Howie Good’s latest poetry collections include Fugitive Pieces from Right Hand Pointing Press and The Cruel Radiance of What Is from Another New Calligraphy.
Tomorrow Never Happens
Whichever phone number I call, the suicide hotline rings. That’s the part I don’t get. Then the scene changes – a burned girl, about 10, hooked up to a morphine drip. Off in the distance, skyscrapers loom through 9/11 dust. I have no plans, and no secrets either. A camera is being developed for satellites that can view facial expressions from space. But don’t worry. The government can’t constitutionally use it yet. And unless you live somewhere sunny, they can’t see you anyway.

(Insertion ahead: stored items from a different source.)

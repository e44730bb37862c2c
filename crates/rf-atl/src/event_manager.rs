//! Event pool and active-event table
//!
//! Events are handed out detached: the caller activates the backend with the
//! event's data and only then either [`EventManager::track`]s it or gives it
//! back through [`EventManager::release_event`].

use std::collections::HashMap;

use crate::event::AtlEvent;
use crate::middleware::AudioMiddleware;
use crate::pool::InstancePool;
use crate::types::{EventId, INVALID_EVENT_ID, Subsystem};

pub struct EventManager {
    pool: InstancePool<AtlEvent, EventId>,
    active: HashMap<EventId, AtlEvent>,
}

impl EventManager {
    pub fn new(pool_size: usize) -> Self {
        Self {
            pool: InstancePool::new(pool_size, INVALID_EVENT_ID + 1),
            active: HashMap::new(),
        }
    }

    /// Fill the free pool up to its reserve size
    pub fn initialize(&mut self, middleware: &mut dyn AudioMiddleware) {
        let missing = self.pool.shortfall(self.active.len());
        for _ in 0..missing {
            let id = self.pool.next_id();
            match middleware.new_event_data(id) {
                Some(data) => {
                    let event = AtlEvent::new(id, Subsystem::Middleware, Some(data));
                    if self.pool.push_reserved(event).is_err() {
                        break;
                    }
                }
                None => {
                    self.pool.undo_id();
                    log::warn!("Event pool prefill stopped: backend refused new event data");
                    break;
                }
            }
        }
        log::debug!("Event pool holds {} free events", self.pool.reserved.len());
    }

    /// Delete backend data of every pooled and active event
    pub fn release(&mut self, middleware: &mut dyn AudioMiddleware) {
        for (_, event) in self.active.drain() {
            if let Some(data) = event.data {
                middleware.delete_event_data(data);
            }
        }
        for event in self.pool.reserved.drain(..) {
            if let Some(data) = event.data {
                middleware.delete_event_data(data);
            }
        }
    }

    /// Fresh event for `sender`; internal events never carry backend data
    pub fn get_event(
        &mut self,
        sender: Subsystem,
        middleware: &mut dyn AudioMiddleware,
    ) -> Option<AtlEvent> {
        match sender {
            Subsystem::Middleware => {
                if let Some(event) = self.pool.pop_reserved() {
                    return Some(event);
                }
                let id = self.pool.next_id();
                match middleware.new_event_data(id) {
                    Some(data) => Some(AtlEvent::new(id, sender, Some(data))),
                    None => {
                        self.pool.undo_id();
                        log::warn!("Backend could not allocate event data (id {})", id);
                        None
                    }
                }
            }
            Subsystem::AtlInternal => Some(AtlEvent::new(self.pool.next_id(), sender, None)),
        }
    }

    /// Start tracking an activated event
    pub fn track(&mut self, event: AtlEvent) {
        if self.active.insert(event.id, event).is_some() {
            log::error!("Event id collision in active event table");
        }
    }

    /// Stop tracking and hand back ownership
    pub fn take(&mut self, id: EventId) -> Option<AtlEvent> {
        self.active.remove(&id)
    }

    /// Recycle `event` into the pool, or free its backend data
    pub fn release_event(&mut self, mut event: AtlEvent, middleware: &mut dyn AudioMiddleware) {
        if event.sender != Subsystem::Middleware {
            return;
        }
        let Some(data) = event.data else {
            return;
        };
        if self.pool.reserved.len() < self.pool.reserve_size {
            middleware.reset_event_data(data);
            event.clear();
            if let Err(event) = self.pool.push_reserved(event) {
                if let Some(data) = event.data {
                    middleware.delete_event_data(data);
                }
            }
        } else {
            middleware.delete_event_data(data);
        }
    }

    pub fn lookup(&self, id: EventId) -> Option<&AtlEvent> {
        self.active.get(&id)
    }

    pub fn lookup_mut(&mut self, id: EventId) -> Option<&mut AtlEvent> {
        self.active.get_mut(&id)
    }

    pub fn is_playing(&self, id: EventId) -> bool {
        self.active.get(&id).is_some_and(AtlEvent::is_playing)
    }

    pub fn num_active(&self) -> usize {
        self.active.len()
    }

    pub fn num_free(&self) -> usize {
        self.pool.reserved.len()
    }
}

#[cfg(test)]
mod tests {
    use super::*;
    use crate::event::EventState;
    use crate::test_support::MockMiddleware;

    #[test]
    fn test_prefill_and_reuse() {
        let mut mw = MockMiddleware::new();
        let mut manager = EventManager::new(4);
        manager.initialize(&mut mw);
        assert_eq!(manager.num_free(), 4);
        assert_eq!(mw.count("new_event_data"), 4);

        let event = manager.get_event(Subsystem::Middleware, &mut mw).unwrap();
        assert!(event.data.is_some());
        assert_eq!(manager.num_free(), 3);
        assert_eq!(mw.count("new_event_data"), 4);

        manager.release_event(event, &mut mw);
        assert_eq!(manager.num_free(), 4);
        assert_eq!(mw.count("reset_event_data"), 1);
    }

    #[test]
    fn test_mint_failure_returns_id() {
        let mut mw = MockMiddleware::new();
        let mut manager = EventManager::new(0);
        mw.state.lock().fail_event_data = true;
        assert!(manager.get_event(Subsystem::Middleware, &mut mw).is_none());

        mw.state.lock().fail_event_data = false;
        let event = manager.get_event(Subsystem::Middleware, &mut mw).unwrap();
        assert_eq!(event.id, 1);
    }

    #[test]
    fn test_internal_events_are_not_pooled() {
        let mut mw = MockMiddleware::new();
        let mut manager = EventManager::new(2);
        let event = manager.get_event(Subsystem::AtlInternal, &mut mw).unwrap();
        assert!(event.data.is_none());
        manager.release_event(event, &mut mw);
        assert_eq!(manager.num_free(), 0);
        assert_eq!(mw.count("delete_event_data"), 0);
    }

    #[test]
    fn test_full_pool_deletes() {
        let mut mw = MockMiddleware::new();
        let mut manager = EventManager::new(1);
        manager.initialize(&mut mw);
        let a = manager.get_event(Subsystem::Middleware, &mut mw).unwrap();
        let b = manager.get_event(Subsystem::Middleware, &mut mw).unwrap();
        manager.release_event(a, &mut mw);
        manager.release_event(b, &mut mw);
        assert_eq!(manager.num_free(), 1);
        assert_eq!(mw.count("delete_event_data"), 1);
    }

    #[test]
    fn test_track_take_and_playing() {
        let mut mw = MockMiddleware::new();
        let mut manager = EventManager::new(2);
        let mut event = manager.get_event(Subsystem::Middleware, &mut mw).unwrap();
        event.state = EventState::Playing;
        let id = event.id;
        manager.track(event);
        assert!(manager.is_playing(id));
        assert_eq!(manager.num_active(), 1);

        manager.lookup_mut(id).unwrap().state = EventState::Loading;
        assert!(!manager.is_playing(id));

        let event = manager.take(id).unwrap();
        assert_eq!(manager.num_active(), 0);
        manager.release_event(event, &mut mw);

        manager.release(&mut mw);
        assert_eq!(mw.count("delete_event_data"), 1);
    }
}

Swallowing a handful of pills solves every problem, although I didn’t necessarily want it that way. Nearby is another me that I can’t see but that sees me. It’s impossible when looking around not to imagine some prior tragedy, all the deserted cities the jungle overgrew. Whatever happened to the right to be lazy? I try to tell myself that if less is more, then nothing must be even more. A woman outside the Stop & Shop is collecting money in a can, her eyes like rusted bullet holes.
You look up from what you’re doing, interrupted by a chain of thunderstorms moving through the region, something that might mean something, broken people and animals, and the way they stand, and the trouble they get in. The wallpaper pattern repeats the image of a body hanging from a lamp post. It sounds horrifying, but that’s the idea. You and everyone else have begun to suffer the effects. Often eyes become red. So I press my eyes shut. This is wrong, I say and keep saying until my voice gives out.
A farmer and his wife, after their horse dies, want to carry machine guns so they can intimidate passing motorists. They go immediately to a lawyer. No skin off my ass. In the United States we have a curious relationship to death – a very crazy old man, unanchored by horizons, riding on a cloud beyond the beyond, where simple words look like galaxies.
Some years are bright and funky – and even reportedly saved a man’s life once. But she had a sad little funeral. It was rainy. It was all wrong. And I was thinking, God, she loved life so much, everything in the world, including the air. Like the Sufis say, “Life is a dream, and death is waking up.” Not that anyone will.